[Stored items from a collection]
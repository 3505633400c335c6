//! Conversions: `int()`, `float()`, `str()`, `repr()` and `bool()`.

use crate::error::{Result, SupportError};
use crate::value::Value;

/// `int(value)` / `int(text, base)`.
///
/// `base` is only accepted for strings; base 0 infers the base from a
/// `0x`/`0o`/`0b` prefix.
pub fn to_int(value: &Value, base: Option<u32>) -> Result<i64> {
    if base.is_some() && !matches!(value, Value::Str(_)) {
        return Err(SupportError::Type(
            "int() can't convert non-string with explicit base".into(),
        ));
    }
    match value {
        Value::Bool(b) => Ok(i64::from(*b)),
        Value::Int(i) => Ok(*i),
        Value::Float(f) => {
            if f.is_nan() {
                Err(SupportError::Value("cannot convert float NaN to integer".into()))
            } else if f.is_infinite() {
                Err(SupportError::Overflow(
                    "cannot convert float infinity to integer".into(),
                ))
            } else if f.trunc() < i64::MIN as f64 || f.trunc() >= i64::MAX as f64 {
                Err(SupportError::Overflow("int too large to convert".into()))
            } else {
                Ok(f.trunc() as i64)
            }
        }
        Value::Str(text) => parse_int(text, base.unwrap_or(10)),
        other => Err(SupportError::Type(format!(
            "int() argument must be a string, a bytes-like object or a real number, not '{}'",
            other.type_name()
        ))),
    }
}

fn parse_int(text: &str, base: u32) -> Result<i64> {
    let invalid = || {
        SupportError::Value(format!(
            "invalid literal for int() with base {base}: {}",
            repr_str(text)
        ))
    };
    if base == 1 || base > 36 {
        return Err(SupportError::Value(
            "int() base must be >= 2 and <= 36, or 0".into(),
        ));
    }
    let trimmed = text.trim();
    let (negative, unsigned) = match trimmed.as_bytes().first() {
        Some(b'-') => (true, &trimmed[1..]),
        Some(b'+') => (false, &trimmed[1..]),
        _ => (false, trimmed),
    };
    let lower = unsigned.to_ascii_lowercase();
    let prefixed = |prefix: &str, radix: u32| {
        (base == 0 || base == radix)
            .then(|| lower.strip_prefix(prefix))
            .flatten()
            .map(|rest| (rest.trim_start_matches('_').to_string(), radix))
    };
    let (digits, radix) = prefixed("0x", 16)
        .or_else(|| prefixed("0o", 8))
        .or_else(|| prefixed("0b", 2))
        .unwrap_or_else(|| (lower.clone(), if base == 0 { 10 } else { base }));

    if digits.is_empty()
        || digits.starts_with('_')
        || digits.ends_with('_')
        || digits.contains("__")
    {
        return Err(invalid());
    }
    // Base 0 rejects legacy octal like "017".
    if base == 0
        && radix == 10
        && digits.starts_with('0')
        && digits.chars().any(|c| c != '0' && c != '_')
    {
        return Err(invalid());
    }
    let cleaned: String = digits.chars().filter(|c| *c != '_').collect();
    let magnitude = u64::from_str_radix(&cleaned, radix).map_err(|_| invalid())?;
    if negative {
        0i64.checked_sub_unsigned(magnitude)
            .ok_or_else(|| SupportError::Overflow("int too large to convert".into()))
    } else {
        i64::try_from(magnitude).map_err(|_| SupportError::Overflow("int too large to convert".into()))
    }
}

/// `float(value)`.
pub fn to_float(value: &Value) -> Result<f64> {
    match value {
        Value::Bool(b) => Ok(if *b { 1.0 } else { 0.0 }),
        Value::Int(i) => Ok(*i as f64),
        Value::Float(f) => Ok(*f),
        Value::Str(text) => {
            let trimmed = text.trim();
            let (sign, unsigned) = match trimmed.as_bytes().first() {
                Some(b'-') => (-1.0, &trimmed[1..]),
                Some(b'+') => (1.0, &trimmed[1..]),
                _ => (1.0, trimmed),
            };
            let lower = unsigned.to_ascii_lowercase();
            let magnitude = match lower.as_str() {
                "inf" | "infinity" => Some(f64::INFINITY),
                "nan" => Some(f64::NAN),
                _ if lower.is_empty() || lower.contains("__") || lower.starts_with('_') => None,
                _ => lower.replace('_', "").parse::<f64>().ok().filter(|f| f.is_finite()),
            };
            magnitude.map(|m| sign * m).ok_or_else(|| {
                SupportError::Value(format!(
                    "could not convert string to float: {}",
                    repr_str(text)
                ))
            })
        }
        other => Err(SupportError::Type(format!(
            "float() argument must be a string or a real number, not '{}'",
            other.type_name()
        ))),
    }
}

/// `bool(value)`.
pub fn to_bool(value: &Value) -> bool {
    value.is_truthy()
}

/// `str(value)`.
pub fn to_str(value: &Value) -> String {
    match value {
        Value::Str(s) => s.clone(),
        other => repr(other),
    }
}

/// `repr(value)`.
pub fn repr(value: &Value) -> String {
    match value {
        Value::None => "None".to_string(),
        Value::Bool(true) => "True".to_string(),
        Value::Bool(false) => "False".to_string(),
        Value::Int(i) => i.to_string(),
        Value::Float(f) => float_repr(*f),
        Value::Str(s) => repr_str(s),
        Value::List(items) => format!("[{}]", join_reprs(items)),
        Value::Tuple(items) if items.len() == 1 => format!("({},)", repr(&items[0])),
        Value::Tuple(items) => format!("({})", join_reprs(items)),
        Value::Set(items) if items.is_empty() => "set()".to_string(),
        Value::Set(items) => format!("{{{}}}", join_reprs(items)),
        Value::Dict(entries) => {
            let body: Vec<String> = entries
                .iter()
                .map(|(k, v)| format!("{}: {}", repr(k), repr(v)))
                .collect();
            format!("{{{}}}", body.join(", "))
        }
    }
}

fn join_reprs(items: &[Value]) -> String {
    items.iter().map(repr).collect::<Vec<_>>().join(", ")
}

/// Quote a string the way Python's `repr` does: single quotes unless the
/// text contains a single quote and no double quote.
pub fn repr_str(s: &str) -> String {
    let quote = if s.contains('\'') && !s.contains('"') {
        '"'
    } else {
        '\''
    };
    let mut out = String::with_capacity(s.len() + 2);
    out.push(quote);
    for c in s.chars() {
        match c {
            '\\' => out.push_str("\\\\"),
            '\n' => out.push_str("\\n"),
            '\r' => out.push_str("\\r"),
            '\t' => out.push_str("\\t"),
            c if c == quote => {
                out.push('\\');
                out.push(c);
            }
            c if (c as u32) < 0x20 || c as u32 == 0x7f => {
                out.push_str(&format!("\\x{:02x}", c as u32));
            }
            c => out.push(c),
        }
    }
    out.push(quote);
    out
}

/// Shortest round-tripping float text, Python style: fixed notation for
/// exponents in `-4..16`, otherwise `1e+16` style scientific notation.
pub fn float_repr(f: f64) -> String {
    if f.is_nan() {
        return "nan".to_string();
    }
    if f.is_infinite() {
        return if f > 0.0 { "inf" } else { "-inf" }.to_string();
    }
    let sign = if f.is_sign_negative() { "-" } else { "" };
    if f == 0.0 {
        return format!("{sign}0.0");
    }
    let scientific = format!("{:e}", f.abs());
    let (mantissa, exponent) = scientific.split_once('e').unwrap_or((&scientific, "0"));
    let exponent: i32 = exponent.parse().unwrap_or(0);
    let digits: String = mantissa.chars().filter(|c| *c != '.').collect();

    if (-4..16).contains(&exponent) {
        if exponent >= 0 {
            let point = exponent as usize + 1;
            if digits.len() <= point {
                format!("{sign}{digits}{}.0", "0".repeat(point - digits.len()))
            } else {
                format!("{sign}{}.{}", &digits[..point], &digits[point..])
            }
        } else {
            let zeros = "0".repeat((-exponent - 1) as usize);
            format!("{sign}0.{zeros}{digits}")
        }
    } else {
        let (lead, rest) = digits.split_at(1);
        let fraction = if rest.is_empty() {
            String::new()
        } else {
            format!(".{rest}")
        };
        let exp_sign = if exponent < 0 { '-' } else { '+' };
        format!("{sign}{lead}{fraction}e{exp_sign}{:02}", exponent.abs())
    }
}

#[cfg(test)]
mod tests {
    use super::*;

    #[test]
    fn test_int_parses_strings_and_prefixes() {
        assert_eq!(to_int(&Value::str(" 42 "), None), Ok(42));
        assert_eq!(to_int(&Value::str("-1_000"), None), Ok(-1000));
        assert_eq!(to_int(&Value::str("0x1f"), Some(0)), Ok(31));
        assert_eq!(to_int(&Value::str("ff"), Some(16)), Ok(255));
        assert!(matches!(
            to_int(&Value::str("4.5"), None),
            Err(SupportError::Value(_))
        ));
        assert!(matches!(to_int(&Value::Int(4), Some(10)), Err(SupportError::Type(_))));
    }

    #[test]
    fn test_int_truncates_floats() {
        assert_eq!(to_int(&Value::Float(-2.9), None), Ok(-2));
        assert!(to_int(&Value::Float(f64::NAN), None).is_err());
    }

    #[test]
    fn test_float_special_values() {
        assert_eq!(to_float(&Value::str("-inf")), Ok(f64::NEG_INFINITY));
        assert!(to_float(&Value::str("nan")).is_ok_and(f64::is_nan));
        assert_eq!(to_float(&Value::str("1e3")), Ok(1000.0));
        assert!(to_float(&Value::str("abc")).is_err());
    }

    #[test]
    fn test_str_of_scalars() {
        assert_eq!(to_str(&Value::None), "None");
        assert_eq!(to_str(&Value::Bool(true)), "True");
        assert_eq!(to_str(&Value::Float(3.0)), "3.0");
        assert_eq!(to_str(&Value::str("hi")), "hi");
    }

    #[test]
    fn test_str_of_containers_quotes_elements() {
        let v = Value::list([Value::str("a"), Value::Int(1), Value::None]);
        assert_eq!(to_str(&v), "['a', 1, None]");
        assert_eq!(to_str(&Value::tuple([Value::Int(1)])), "(1,)");
        assert_eq!(to_str(&Value::set([])), "set()");
        let d = Value::dict([(Value::str("k"), Value::Bool(false))]);
        assert_eq!(to_str(&d), "{'k': False}");
    }

    #[test]
    fn test_repr_str_quote_choice() {
        assert_eq!(repr_str("it's"), "\"it's\"");
        assert_eq!(repr_str("a'b\"c"), "'a\\'b\"c'");
        assert_eq!(repr_str("tab\there"), "'tab\\there'");
    }

    #[test]
    fn test_float_repr_switches_to_scientific() {
        assert_eq!(float_repr(0.1), "0.1");
        assert_eq!(float_repr(1e16), "1e+16");
        assert_eq!(float_repr(1.5e-5), "1.5e-05");
        assert_eq!(float_repr(123456.789), "123456.789");
        assert_eq!(float_repr(0.0001), "0.0001");
        assert_eq!(float_repr(-0.0), "-0.0");
        assert_eq!(float_repr(1e15), "1000000000000000.0");
    }
}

» **Assignment**
Lines above that contain the string "trimmed" make up the answer.

» **Output of the exercise**
    let trimmed = text.trim();
    let (negative, unsigned) = match trimmed.as_bytes().first() {
        Some(b'-') => (true, &trimmed[1..]),
        Some(b'+') => (false, &trimmed[1..]),
        _ => (false, trimmed),
            let trimmed = text.trim();
            let (sign, unsigned) = match trimmed.as_bytes().first() {
                Some(b'-') => (-1.0, &trimmed[1..]),
                Some(b'+') => (1.0, &trimmed[1..]),
                _ => (1.0, trimmed),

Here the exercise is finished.